# Short Stack run of Accucraft 4-4-0 live steam locomotive



## SailorDon (Jan 6, 2008)

I was trying to make a video with the camera on a car being pushed by the locomotive. Unfortunately the camera didn't save the videos. The camera memory timed out and I didn't realize it until it was too late.

Here is 9 minutes of run time video of the Col. Boone running with a short stack (and a lot of wheel slip).

Accucraft Col. Boone with short stack run


----------



## StevenJ (Apr 24, 2009)

Did the some stack separate? I replaced the one on mine, then ended up modernizing it with a straight stack off my Accucraft Mogul.


----------



## SailorDon (Jan 6, 2008)

Posted By StevenJ on 28 Feb 2012 07:18 AM 
Did the some stack separate? I replaced the one on mine, then ended up modernizing it with a straight stack off my Accucraft Mogul. Yes, the smoke stack separated from the steam chest and broke into two parts, the funnel part at the top, and the pipe part at the bottom.

I think they used tin solder instead of silver solder. The tin solder will melt at the temperature of the flue gas and it is not very strong. The design of a butt weld joint onto a stack wall thickness of less that 1/64 inch isn't going to last very long.

I'll probably just run "as is" with the paperclip holders keeping the pipe portion of the smokestack in position.


----------



## Phippsburg Eric (Jan 10, 2008)

If your engine is new and in warrantee, I am sure Accucraft will make good on it


----------



## SailorDon (Jan 6, 2008)

Posted By Phippsburg Eric on 28 Feb 2012 07:42 AM 
If your engine is new and in warrantee, I am sure Accucraft will make good on it The locomotive is not new. Serial No. 260. Years ago, the dealer (now out of business) told me it didn't have the connecting rod and smoke stack defects that were found in the early production runs. He was wrong. I sent an e-mail to Accucraft. No reply as of this writing.


----------



## Tom Leaton (Apr 26, 2008)

How did you fix the side rod---what went wrong?

Also, does it look like you could rebuild the stack with silver solder? I may need to know someday.

TL


----------



## SailorDon (Jan 6, 2008)

Posted By Tom Leaton on 28 Feb 2012 01:00 PM 
How did you fix the side rod---what went wrong?

Also, does it look like you could rebuild the stack with silver solder? I may need to know someday.

TL 

The right side connecting rod to the right rear driver jumped out of the rounded off "across corners" on the bolt. The bolt head isn't big enough to run without a washer. Bad design.

Washer added to right rear driver crank pin.

With respect to the busted stack, I don't think any solder repair would take the stresses of live steaming use for very long. The butt weld design doesn't have enough support area.

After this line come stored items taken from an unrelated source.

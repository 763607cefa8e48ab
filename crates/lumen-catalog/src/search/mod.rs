//! Search module.
//!
//! Facet discovery, facet filtering, keyword-weighted recommendations and
//! paginated listings over an in-memory catalog.

mod facets;
mod filter;
mod keywords;
mod listing;
mod recommend;
mod results;

pub use facets::{AttributeKind, FacetKey, FacetOptions, FilterOptions, ALL, ATTRIBUTE_PREFIX};
pub use filter::{FacetChoice, FilterSelection};
pub use keywords::{keywords_for, values_for};
pub use listing::{ListingQuery, SortOption};
pub use recommend::{
    FacetMatch, Jitter, RecommendFacet, RecommendQuery, Recommendations, Recommender,
    Relevance, ScoredProduct, BONUS_KEYWORDS, CURATED_SIZE, RESULT_LIMIT,
};
pub use results::{Listing, Pagination};
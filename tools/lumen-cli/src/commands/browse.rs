//! Catalog browsing with search, facets, sorting and paging.

use anyhow::Result;
use lumen_catalog::prelude::*;

use super::{parse_selection, price_label, BrowseArgs};
use crate::context::Context;

/// Page links shown under the listing.
const VISIBLE_PAGES: usize = 7;

/// Run the browse command.
pub async fn run(args: BrowseArgs, ctx: &Context) -> Result<()> {
    let selection = parse_selection(&args.filters)?;
    let sort = SortOption::from_str(&args.sort);
    if sort.as_str() != args.sort {
        ctx.output.warn(&format!("Unknown sort '{}', using {}", args.sort, sort.display_name()));
    }

    let per_page = args.per_page.unwrap_or(ctx.config.listing.per_page);
    let mut query = ListingQuery::new()
        .with_selection(selection)
        .with_sort(sort)
        .with_pagination(args.page, per_page);
    if let Some(text) = args.query {
        query = query.with_text(text);
    }

    let products = ctx.catalog().await;
    let listing = query.run(&products);

    if ctx.output.is_json() {
        ctx.output.json(&listing);
        return Ok(());
    }

    ctx.output.header(&format!("Products ({})", sort.display_name()));
    for (key, value) in query.selection.active() {
        ctx.output.kv(key.label(), value);
    }

    if listing.is_empty() {
        ctx.output.info("No products found.");
        return Ok(());
    }

    let widths = [12, 36, 20, 24];
    ctx.output.table_row(&["ID", "NAME", "PRICE", "IMAGE"], &widths);
    ctx.output.rule();
    for product in &listing.items {
        let image = product.primary_image().map(|i| i.url.as_str()).unwrap_or("-");
        ctx.output.table_row(
            &[product.id.as_str(), &product.name, &price_label(product), image],
            &widths,
        );
    }

    let pagination = &listing.pagination;
    ctx.output.info("");
    ctx.output.info(&format!(
        "Showing {}-{} of {} (page {} of {})",
        pagination.start_item(),
        pagination.end_item(),
        pagination.total,
        pagination.page,
        pagination.total_pages
    ));
    if pagination.total_pages > 1 {
        let pages: Vec<String> = pagination
            .page_numbers(VISIBLE_PAGES)
            .into_iter()
            .map(|n| if n == pagination.page { format!("[{n}]") } else { n.to_string() })
            .collect();
        ctx.output.kv("Pages", &pages.join(" "));
    }

    Ok(())
}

Short Stack with paper clip hold down

Sorry about the remote links for photos. I can't display image files on this website. (I guess non-member means no-show on this forum)


----------



## SteveC (Jan 2, 2008)




----------



## Kovacjr (Jan 2, 2008)

Call Cliff at Accucraft, he should take care of you. There was a recall if you will of the 4-4-0 stacks and drive rods. If you still have not yet repaired the rods, I made up a replacement pin that has 2 nuts to sandwich it on the crosshead. Shoot me an email of Cliff has no more connecting rods. kovacjason at gmail.com 

Though your problem on the rear driver is more of the bushing failing and needing replacement. I replaced all of mine with Oillite bronze. The replacement driverods would have a tighter tolerance bushing though and would take care of the problem. 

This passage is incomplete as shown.